- **Input for this task**
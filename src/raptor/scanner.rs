use tracing::trace;

use super::config::TimeType;
use super::mask::ActiveDay;
use super::state::{Label, LabelKind, QueryState, unreached};
use crate::network::Network;

/// Scans the routes passing marked stops, once per round.
///
/// All trip times are normalized before comparison: the raw service-day stop
/// time plus the day offset of the service day the trip row belongs to. The
/// scan direction and the "first boardable trip" rule flip with the time
/// type, everything else is shared between directions.
pub(crate) struct RouteScanner<'a> {
    network: &'a Network,
    days: &'a [ActiveDay],
    min_transfer_duration: i32,
    time_type: TimeType,
}

struct ActiveTrip {
    trip_offset: usize,
    day_index: usize,
    entry_time: i32,
    boarding_label: u32,
}

impl<'a> RouteScanner<'a> {
    pub fn new(
        network: &'a Network,
        days: &'a [ActiveDay],
        min_transfer_duration: i32,
        time_type: TimeType,
    ) -> Self {
        Self {
            network,
            days,
            min_transfer_duration,
            time_type,
        }
    }

    /// Scans all routes serving stops marked for this round, updating labels
    /// and marking improved stops for the next round.
    pub fn scan(&self, state: &mut QueryState) {
        let mut routes_to_scan = vec![false; self.network.route_count()];
        for stop_idx in state.marked_this_round() {
            for route_idx in self.network.routes_of_stop(stop_idx) {
                routes_to_scan[*route_idx as usize] = true;
            }
        }

        for route_idx in 0..routes_to_scan.len() {
            if routes_to_scan[route_idx] {
                self.scan_route(route_idx, state);
            }
        }
    }

    fn scan_route(&self, route_idx: usize, state: &mut QueryState) {
        let round = state.round();
        let last_round = round - 1;
        let forward = self.time_type == TimeType::Departure;
        let route = self.network.route(route_idx);
        let stop_count = route.stop_count();
        trace!(route = route.id.as_ref(), forward, "scanning route");

        let mut active_trip: Option<ActiveTrip> = None;

        let offsets: Box<dyn Iterator<Item = usize>> = if forward {
            Box::new(0..stop_count)
        } else {
            Box::new((0..stop_count).rev())
        };

        for stop_offset in offsets {
            let stop_idx =
                self.network.route_stop_sequence(route_idx)[stop_offset].stop_idx as usize;
            let best_stop_time = state.best_time(stop_idx);

            match &active_trip {
                None => {
                    if !self.can_enter_at_stop(
                        state,
                        best_stop_time,
                        stop_idx,
                        stop_offset,
                        stop_count,
                    ) {
                        continue;
                    }
                }
                Some(trip) => {
                    // riding a trip, check whether alighting here improves
                    if !self.check_if_trip_improves_and_update(
                        trip,
                        route_idx,
                        stop_idx,
                        stop_offset,
                        best_stop_time,
                        round,
                        last_round,
                        state,
                    ) {
                        continue;
                    }
                }
            }
            active_trip = self.find_boardable_trip(route_idx, stop_idx, stop_offset, last_round, state);
        }
    }

    /// Whether a trip can be boarded at this stop in this round: the stop
    /// must have been reached, improved in the previous round, and must not
    /// be the terminal stop of the scan direction.
    fn can_enter_at_stop(
        &self,
        state: &QueryState,
        stop_time: i32,
        stop_idx: usize,
        stop_offset: usize,
        stop_count: usize,
    ) -> bool {
        if stop_time == unreached(self.time_type) {
            return false;
        }
        if !state.is_marked_this_round(stop_idx) {
            // already scanned in an earlier round without improvement
            return false;
        }
        match self.time_type {
            TimeType::Departure => stop_offset + 1 != stop_count,
            TimeType::Arrival => stop_offset != 0,
        }
    }

    /// Updates the stop's label if riding the active trip improves its best
    /// time. Returns whether a different (earlier/later) trip could still be
    /// boarded at this stop within this round.
    #[allow(clippy::too_many_arguments)]
    fn check_if_trip_improves_and_update(
        &self,
        trip: &ActiveTrip,
        route_idx: usize,
        stop_idx: usize,
        stop_offset: usize,
        best_stop_time: i32,
        round: usize,
        last_round: usize,
        state: &mut QueryState,
    ) -> bool {
        let day = &self.days[trip.day_index];
        let stop_time = self.network.stop_time(route_idx, trip.trip_offset, stop_offset);
        let arrival = day.day_offset + stop_time.arrival as i32;
        let departure = day.day_offset + stop_time.departure as i32;

        let (ride_time, improved) = match self.time_type {
            TimeType::Departure => (arrival, arrival < best_stop_time),
            TimeType::Arrival => (departure, departure > best_stop_time),
        };

        if improved {
            state.set_best_time(stop_idx, ride_time);
            let label = Label {
                source_time: trip.entry_time,
                target_time: ride_time,
                kind: LabelKind::Route,
                route_or_transfer_idx: route_idx as u32,
                trip_offset: trip.trip_offset as u32,
                day_offset: day.day_offset,
                stop_idx: stop_idx as u32,
                previous: Some(trip.boarding_label),
            };
            state.set_label(round, stop_idx, label);
            state.mark(stop_idx);
            return false;
        }

        // reaching this stop was not an improvement; an earlier/later trip
        // is only worth looking for if the previous round reached the stop
        // better than this trip does
        let previous = state.label(last_round, stop_idx);
        match self.time_type {
            TimeType::Departure => {
                !previous.is_none_or(|previous| previous.target_time >= arrival)
            }
            TimeType::Arrival => {
                !previous.is_none_or(|previous| previous.target_time <= departure)
            }
        }
    }

    /// Finds the first boardable trip at this stop over the whole scan
    /// window: the earliest active trip departing at or after the reference
    /// time (departure direction), or the latest active trip arriving at or
    /// before it (arrival direction). A same-stop transfer penalty applies
    /// when the stop was reached by a route in the previous round.
    fn find_boardable_trip(
        &self,
        route_idx: usize,
        stop_idx: usize,
        stop_offset: usize,
        last_round: usize,
        state: &QueryState,
    ) -> Option<ActiveTrip> {
        let boarding_label = state.label_ref(last_round, stop_idx)?;
        let previous = state.resolve(boarding_label);
        let route = self.network.route(route_idx);

        let mut reference_time = previous.target_time;
        if previous.kind == LabelKind::Route {
            let change_time = (self.network.stop(stop_idx).same_stop_transfer_time as i32)
                .max(self.min_transfer_duration);
            reference_time += match self.time_type {
                TimeType::Departure => change_time,
                TimeType::Arrival => -change_time,
            };
        }

        let mut best: Option<ActiveTrip> = None;
        for (day_index, day) in self.days.iter().enumerate() {
            let route_mask = &day.mask.route_masks[route_idx];
            if !route_mask.has_active_trips() {
                continue;
            }
            // the whole service day is out of reach of the reference time
            match self.time_type {
                TimeType::Departure => {
                    if day.day_offset + route_mask.latest < reference_time {
                        continue;
                    }
                }
                TimeType::Arrival => {
                    if day.day_offset + route_mask.earliest > reference_time {
                        continue;
                    }
                }
            }

            let candidate = match self.time_type {
                TimeType::Departure => self.first_departure_in_day(
                    route_idx,
                    route.trip_count(),
                    stop_offset,
                    day_index,
                    reference_time,
                ),
                TimeType::Arrival => self.last_arrival_in_day(
                    route_idx,
                    route.trip_count(),
                    stop_offset,
                    day_index,
                    reference_time,
                ),
            };

            if let Some((trip_offset, entry_time)) = candidate {
                let better = match (&best, self.time_type) {
                    (None, _) => true,
                    (Some(best), TimeType::Departure) => entry_time < best.entry_time,
                    (Some(best), TimeType::Arrival) => entry_time > best.entry_time,
                };
                if better {
                    best = Some(ActiveTrip {
                        trip_offset,
                        day_index,
                        entry_time,
                        boarding_label,
                    });
                }
            }
        }
        best
    }

    fn first_departure_in_day(
        &self,
        route_idx: usize,
        trip_count: usize,
        stop_offset: usize,
        day_index: usize,
        reference_time: i32,
    ) -> Option<(usize, i32)> {
        let day = &self.days[day_index];
        for trip_offset in 0..trip_count {
            if !day.mask.route_masks[route_idx].active[trip_offset] {
                continue;
            }
            let departure = day.day_offset
                + self.network.stop_time(route_idx, trip_offset, stop_offset).departure as i32;
            if departure >= reference_time {
                return Some((trip_offset, departure));
            }
        }
        None
    }

    fn last_arrival_in_day(
        &self,
        route_idx: usize,
        trip_count: usize,
        stop_offset: usize,
        day_index: usize,
        reference_time: i32,
    ) -> Option<(usize, i32)> {
        let day = &self.days[day_index];
        for trip_offset in (0..trip_count).rev() {
            if !day.mask.route_masks[route_idx].active[trip_offset] {
                continue;
            }
            let arrival = day.day_offset
                + self.network.stop_time(route_idx, trip_offset, stop_offset).arrival as i32;
            if arrival <= reference_time {
                return Some((trip_offset, arrival));
            }
        }
        None
    }
}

- **Task description**
Among the entries above, the lines between the ones containing "raw service-day stop" and "let mut active_trip: Option<ActiveTrip>", inclusive, are to be transcribed exactly. No other line is to be given.

- **Response to this task**
/// All trip times are normalized before comparison: the raw service-day stop
/// time plus the day offset of the service day the trip row belongs to. The
/// scan direction and the "first boardable trip" rule flip with the time
/// type, everything else is shared between directions.
pub(crate) struct RouteScanner<'a> {
    network: &'a Network,
    days: &'a [ActiveDay],
    min_transfer_duration: i32,
    time_type: TimeType,
}

struct ActiveTrip {
    trip_offset: usize,
    day_index: usize,
    entry_time: i32,
    boarding_label: u32,
}

impl<'a> RouteScanner<'a> {
    pub fn new(
        network: &'a Network,
        days: &'a [ActiveDay],
        min_transfer_duration: i32,
        time_type: TimeType,
    ) -> Self {
        Self {
            network,
            days,
            min_transfer_duration,
            time_type,
        }
    }

    /// Scans all routes serving stops marked for this round, updating labels
    /// and marking improved stops for the next round.
    pub fn scan(&self, state: &mut QueryState) {
        let mut routes_to_scan = vec![false; self.network.route_count()];
        for stop_idx in state.marked_this_round() {
            for route_idx in self.network.routes_of_stop(stop_idx) {
                routes_to_scan[*route_idx as usize] = true;
            }
        }

        for route_idx in 0..routes_to_scan.len() {
            if routes_to_scan[route_idx] {
                self.scan_route(route_idx, state);
            }
        }
    }

    fn scan_route(&self, route_idx: usize, state: &mut QueryState) {
        let round = state.round();
        let last_round = round - 1;
        let forward = self.time_type == TimeType::Departure;
        let route = self.network.route(route_idx);
        let stop_count = route.stop_count();
        trace!(route = route.id.as_ref(), forward, "scanning route");

        let mut active_trip: Option<ActiveTrip> = None;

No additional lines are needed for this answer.